Supplied entries >>

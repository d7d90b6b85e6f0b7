//! Engine configuration.

use std::str::FromStr;
use std::time::Duration;

use anyhow::{Context, anyhow};
use serde::{Deserialize, Serialize};

use riskwatch_alerts::AlertThresholds;
use riskwatch_core::{EngineError, EngineResult};
use riskwatch_jobs::{BatchConfig, JobQueueConfig};
use riskwatch_observability::MonitorConfig;
use riskwatch_streams::StreamConfig;

const ENV_PREFIX: &str = "RISKWATCH_";

/// Everything [`crate::Engine::start`] needs.
#[derive(Debug, Clone, Serialize, Deserialize)]
pub struct EngineConfig {
    pub queue: JobQueueConfig,
    pub monitor: MonitorConfig,
    pub batch: BatchConfig,
    /// Used for streams created through [`crate::Engine::create_stream`].
    pub stream: StreamConfig,
    pub alerts: AlertThresholds,
    /// Period of host resource sampling; `None` disables the sampler.
    pub resource_sample_interval: Option<Duration>,
    /// Per-subscriber buffer of the job status event bus.
    pub event_bus_capacity: usize,
}

impl Default for EngineConfig {
    fn default() -> Self {
        Self {
            queue: JobQueueConfig::default(),
            monitor: MonitorConfig::default(),
            batch: BatchConfig::default(),
            stream: StreamConfig::default(),
            alerts: AlertThresholds::default(),
            resource_sample_interval: Some(Duration::from_secs(30)),
            event_bus_capacity: 1024,
        }
    }
}

impl EngineConfig {
    /// Defaults overridden by `RISKWATCH_*` environment variables.
    pub fn from_env() -> anyhow::Result<Self> {
        Self::from_lookup(|key| std::env::var(key).ok())
    }

    /// Defaults overridden by whatever `lookup` returns for each
    /// `RISKWATCH_*` key. Unset keys keep their default; unparsable values are
    /// errors naming the key.
    pub fn from_lookup<F>(lookup: F) -> anyhow::Result<Self>
    where
        F: Fn(&str) -> Option<String>,
    {
        let mut config = Self::default();
        let var = |name: &str| lookup(&format!("{ENV_PREFIX}{name}"));

        if let Some(v) = parse::<usize>(&var, "CONCURRENCY")? {
            config.queue.concurrency = v;
        }
        if let Some(v) = parse::<usize>(&var, "QUEUE_CAPACITY")? {
            config.queue.capacity = v;
        }
        if let Some(v) = parse::<u32>(&var, "MAX_RETRIES")? {
            config.queue.retry_policy.max_retries = v;
        }
        if let Some(v) = parse::<u64>(&var, "BACKOFF_BASE_MS")? {
            config.queue.retry_policy.base_delay = Duration::from_millis(v);
        }
        if let Some(v) = parse::<u64>(&var, "BACKOFF_MAX_MS")? {
            config.queue.retry_policy.max_delay = Duration::from_millis(v);
        }
        if let Some(v) = parse::<usize>(&var, "METRICS_WINDOW")? {
            config.monitor = config.monitor.with_window_size(v);
        }
        if let Some(v) = parse::<u64>(&var, "RESOURCE_SAMPLE_SECS")? {
            config.resource_sample_interval = (v > 0).then(|| Duration::from_secs(v));
        }
        if let Some(v) = parse::<f32>(&var, "CPU_ALERT_PERCENT")? {
            let critical = config.alerts.cpu_critical_percent.max(v);
            config.alerts = config.alerts.with_cpu(v, critical);
        }
        if let Some(v) = parse::<f32>(&var, "MEMORY_ALERT_PERCENT")? {
            let critical = config.alerts.memory_critical_percent.max(v);
            config.alerts = config.alerts.with_memory(v, critical);
        }
        if let Some(v) = parse::<f64>(&var, "BATCH_ERROR_RATE")? {
            config.batch.error_rate_threshold = v;
        }

        config
            .validate()
            .context("invalid engine configuration")?;
        Ok(config)
    }

    pub fn with_queue(mut self, queue: JobQueueConfig) -> Self {
        self.queue = queue;
        self
    }

    pub fn with_stream(mut self, stream: StreamConfig) -> Self {
        self.stream = stream;
        self
    }

    pub fn with_alerts(mut self, alerts: AlertThresholds) -> Self {
        self.alerts = alerts;
        self
    }

    pub fn with_batch(mut self, batch: BatchConfig) -> Self {
        self.batch = batch;
        self
    }

    pub fn with_resource_sample_interval(mut self, interval: Option<Duration>) -> Self {
        self.resource_sample_interval = interval;
        self
    }

    pub fn validate(&self) -> EngineResult<()> {
        self.queue.validate()?;
        self.stream.validate()?;
        self.alerts.validate()?;
        if !(0.0..=1.0).contains(&self.batch.error_rate_threshold) {
            return Err(EngineError::validation(
                "batch error rate threshold must be between 0 and 1",
            ));
        }
        if self.batch.default_chunk_size == 0 {
            return Err(EngineError::validation("batch chunk size must be at least 1"));
        }
        if self.event_bus_capacity == 0 {
            return Err(EngineError::validation("event bus capacity must be at least 1"));
        }
        if self.resource_sample_interval.is_some_and(|i| i.is_zero()) {
            return Err(EngineError::validation("resource sample interval must be positive"));
        }
        Ok(())
    }
}

fn parse<T>(var: &dyn Fn(&str) -> Option<String>, name: &str) -> anyhow::Result<Option<T>>
where
    T: FromStr,
    T::Err: std::fmt::Display,
{
    let Some(raw) = var(name) else {
        return Ok(None);
    };
    let value = raw
        .trim()
        .parse::<T>()
        .map_err(|e| anyhow!("{e}"))
        .with_context(|| format!("{ENV_PREFIX}{name} has an invalid value {raw:?}"))?;
    Ok(Some(value))
}
//! Event publishing/subscription abstraction (mechanics only).
//!
//! The bus is a broadcast channel:
//!
//! - **Fan-out**: every subscription receives a copy of each message published
//!   after it subscribed
//! - **Best-effort**: a subscriber that falls behind the channel capacity skips
//!   the oldest messages (a warning is logged)
//! - **No persistence**: publishing with no subscribers drops the message
//!
//! Consumers that need the full picture poll the stores instead.

use std::sync::Arc;

use tokio::sync::broadcast;
use tokio::sync::broadcast::error::{RecvError, TryRecvError};
use tokio_stream::wrappers::BroadcastStream;
use tokio_stream::{Stream, StreamExt};
use tracing::warn;

/// A subscription to a bus.
///
/// Each subscription is consumed by one task; clone the bus and subscribe
/// again for another consumer.
#[derive(Debug)]
pub struct Subscription<M> {
    receiver: broadcast::Receiver<M>,
}

impl<M: Clone> Subscription<M> {
    pub fn new(receiver: broadcast::Receiver<M>) -> Self {
        Self { receiver }
    }

    /// Wait for the next message.
    ///
    /// Returns `None` once the bus is dropped and the backlog is drained.
    pub async fn recv(&mut self) -> Option<M> {
        loop {
            match self.receiver.recv().await {
                Ok(message) => return Some(message),
                Err(RecvError::Lagged(skipped)) => {
                    warn!(skipped, "event subscription lagged; messages dropped");
                }
                Err(RecvError::Closed) => return None,
            }
        }
    }

    /// Take the next message if one is already waiting.
    pub fn try_recv(&mut self) -> Option<M> {
        loop {
            match self.receiver.try_recv() {
                Ok(message) => return Some(message),
                Err(TryRecvError::Lagged(skipped)) => {
                    warn!(skipped, "event subscription lagged; messages dropped");
                }
                Err(TryRecvError::Empty) | Err(TryRecvError::Closed) => return None,
            }
        }
    }
}

impl<M: Clone + Send + 'static> Subscription<M> {
    /// Adapt the subscription into a `Stream`, silently skipping lag gaps.
    pub fn into_stream(self) -> impl Stream<Item = M> + Send + Unpin + 'static {
        BroadcastStream::new(self.receiver).filter_map(|item| item.ok())
    }
}

/// Error returned by [`EventBus::publish`].
#[derive(Debug, Clone, PartialEq, Eq, thiserror::Error)]
pub enum PublishError {
    /// The bus was shut down.
    #[error("event bus closed")]
    Closed,
}

/// Transport-agnostic pub/sub.
///
/// `publish` returns how many subscribers the message was handed to. Zero is
/// not an error: nobody listening is a normal state.
pub trait EventBus<M>: Send + Sync {
    fn publish(&self, message: M) -> Result<usize, PublishError>;

    fn subscribe(&self) -> Subscription<M>;
}

impl<M, B> EventBus<M> for Arc<B>
where
    B: EventBus<M> + ?Sized,
{
    fn publish(&self, message: M) -> Result<usize, PublishError> {
        (**self).publish(message)
    }

    fn subscribe(&self) -> Subscription<M> {
        (**self).subscribe()
    }
}
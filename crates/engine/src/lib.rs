//! Compiles stream configurations into engine invocations and supervises the
//! resulting engine process.

pub mod builder;
pub mod command;
pub mod config;
pub mod monitor;
pub mod status;
pub mod store;
pub mod supervisor;
mod task;

pub use builder::{build, ConfigError};
pub use command::*;
pub use config::*;
pub use monitor::ExitOutcome;
pub use status::{StatusReport, StatusReporter};
pub use store::{ConfigStore, JsonConfigStore, MemoryConfigStore, StoreError};
pub use supervisor::*;
pub use task::*;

Assigned task >> Find and show each line of the listing with the word "overridden".

Solution to the problem >>
    /// Defaults overridden by `RISKWATCH_*` environment variables.
    /// Defaults overridden by whatever `lookup` returns for each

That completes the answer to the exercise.